Banking Sector Concerns
A small number of regional banks reported some bad loans last week. The bankruptcies of a major auto parts maker and a subprime auto lender have exposed major lenders, including JPMorgan and Wall Street finance firm Jefferies, to potentially significant losses. Several lenders claim to be victims of fraud. But assuming these are canaries in the coal mine rather than a series of isolated incidents, it could mean more consumers defaulting on their loans or cutting back on spending with companies that owe their banks a lot of money.
Trade Tensions and Economic Impact
It was only last Wednesday that the markets reached their latest record. But they stumbled after China tightened export controls on key rare earth minerals, the release of which the Trump administration has been negotiating for months. These rare earths are used in virtually everything that beeps, including consumer electronics and military equipment. President Donald Trump said last Friday that he had had enough and threatened to escalate the global trade war again.
The Role of Big Tech and AI
Big Tech and the promise of AI have fueled stocks’ historic rise this year, particularly since April. But analysts have warned in recent months that this is a one-legged stool – and the high valuations of AI companies cannot sustain the market in the long term. Some see echoes of the dot-com bubble of the late 1990s that burst in the early 2000s. Measured by the ratio of the share price to the company’s actual sales, stocks have never been so expensive.
Stagflation and the Fed
Investors have largely ignored the economic impact of President Donald Trump’s tariffs over the past six months as forecasters’ worst predictions of high inflation and a slowing economy failed to materialize. However, inflation is on the rise, albeit slowly. Hiring numbers have fallen rapidly. Trade with the United States has slowed due to higher tariffs. And some consumers have been burdened by rising prices, with defaults and subprime debt increasing for lower-income groups.

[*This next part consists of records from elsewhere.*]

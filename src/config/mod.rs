use once_cell::sync::Lazy;
use serde::{Deserialize, Serialize};
use std::env;
use std::path::PathBuf;
use std::time::Duration;

#[derive(Debug, Clone, Serialize, Deserialize)]
pub struct AppConfig {
    pub environment: Environment,
    pub api: ApiConfig,
    pub query: QueryConfig,
    pub storage: StorageConfig,
}

#[derive(Debug, Clone, Copy, PartialEq, Eq, Serialize, Deserialize)]
pub enum Environment {
    Development,
    Staging,
    Production,
}

#[derive(Debug, Clone, Serialize, Deserialize)]
pub struct ApiConfig {
    pub base_url: String,
    pub enable_request_logging: bool,
}

#[derive(Debug, Clone, Serialize, Deserialize)]
pub struct QueryConfig {
    /// How long a fetched query result is served from cache before a read refetches
    pub stale_time_ms: u64,
}

#[derive(Debug, Clone, Serialize, Deserialize)]
pub struct StorageConfig {
    /// Directory holding `storage.json`; `None` resolves to `$HOME/.config/coffeeshop`
    pub dir: Option<PathBuf>,
}

impl QueryConfig {
    pub fn stale_time(&self) -> Duration {
        Duration::from_millis(self.stale_time_ms)
    }
}

impl AppConfig {
    pub fn from_env() -> Self {
        let environment = match env::var("APP_ENV").as_deref() {
            Ok("production") | Ok("prod") => Environment::Production,
            Ok("staging") | Ok("stage") => Environment::Staging,
            _ => Environment::Development,
        };

        match environment {
            Environment::Production => Self::production(),
            Environment::Staging => Self::staging(),
            Environment::Development => Self::development(),
        }
        .with_env_overrides()
    }

    fn with_env_overrides(mut self) -> Self {
        if let Ok(v) = env::var("COFFEESHOP_API_URL").or_else(|_| env::var("API_URL")) {
            if !v.trim().is_empty() {
                self.api.base_url = v.trim().to_string();
            }
        }
        if let Ok(v) = env::var("API_ENABLE_REQUEST_LOGGING") {
            self.api.enable_request_logging = v.parse().unwrap_or(self.api.enable_request_logging);
        }

        if let Ok(v) = env::var("QUERY_STALE_TIME_MS") {
            self.query.stale_time_ms = v.parse().unwrap_or(self.query.stale_time_ms);
        }

        if let Ok(v) = env::var("COFFEESHOP_CONFIG_DIR") {
            if !v.trim().is_empty() {
                self.storage.dir = Some(PathBuf::from(v));
            }
        }

        self
    }

    pub fn development() -> Self {
        Self {
            environment: Environment::Development,
            api: ApiConfig {
                base_url: "http://localhost:8000".to_string(),
                enable_request_logging: true,
            },
            query: QueryConfig {
                stale_time_ms: 30_000,
            },
            storage: StorageConfig { dir: None },
        }
    }

    pub fn staging() -> Self {
        Self {
            environment: Environment::Staging,
            api: ApiConfig {
                base_url: "https://staging-api.example.com".to_string(),
                enable_request_logging: true,
            },
            query: QueryConfig {
                stale_time_ms: 60_000,
            },
            storage: StorageConfig { dir: None },
        }
    }

    pub fn production() -> Self {
        Self {
            environment: Environment::Production,
            api: ApiConfig {
                base_url: "https://api.example.com".to_string(),
                enable_request_logging: false,
            },
            query: QueryConfig {
                stale_time_ms: 60_000,
            },
            storage: StorageConfig { dir: None },
        }
    }

    /// Development defaults pointed at an explicit API, for tests and embedding
    pub fn with_base_url(base_url: impl Into<String>) -> Self {
        let mut config = Self::development();
        config.api.base_url = base_url.into();
        config
    }
}

// Global singleton config - initialized once at startup
pub static CONFIG: Lazy<AppConfig> = Lazy::new(AppConfig::from_env);

// Convenience function for accessing config
pub fn config() -> &'static AppConfig {
    &CONFIG
}

#[macro_export]
macro_rules! is_production {
    () => {
        matches!($crate::config::CONFIG.environment, $crate::config::Environment::Production)
    };
}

Geopolitical Tensions and Oil Prices
Geopolitical tensions in Ukraine and the Middle East may be easing, with meetings scheduled between Trump and his Chinese counterpart; and with Russian President Vladimir Putin. Like the recent ceasefire in Gaza, these meetings have the potential to at least lower the temperature somewhat in some of the most worrying parts of the world. Meanwhile, worries about oversupply have put pressure on the oil market, with the price of Brent and WTI both near their lowest levels in five months – potentially easing the burden of inflation on Americans as gas prices follow the decline in oil prices.
Market Outlook
In the short term, more bad headlines could rock the markets. But not much has really changed: shares are only down about 2% from their record high. If they continue to fall, it could be a good buying opportunity to get back into the market when stocks are relatively cheap. “We would view deeper pullbacks as opportunities to intervene as the bull market still deserves the benefit of the doubt,” Keith Lerner, chief market strategist at Truist, said in a note to clients Friday. In other words, "We’re keeping our powder dry and ready to buy the dip," said Mohit Kumar, chief economist at Jefferies.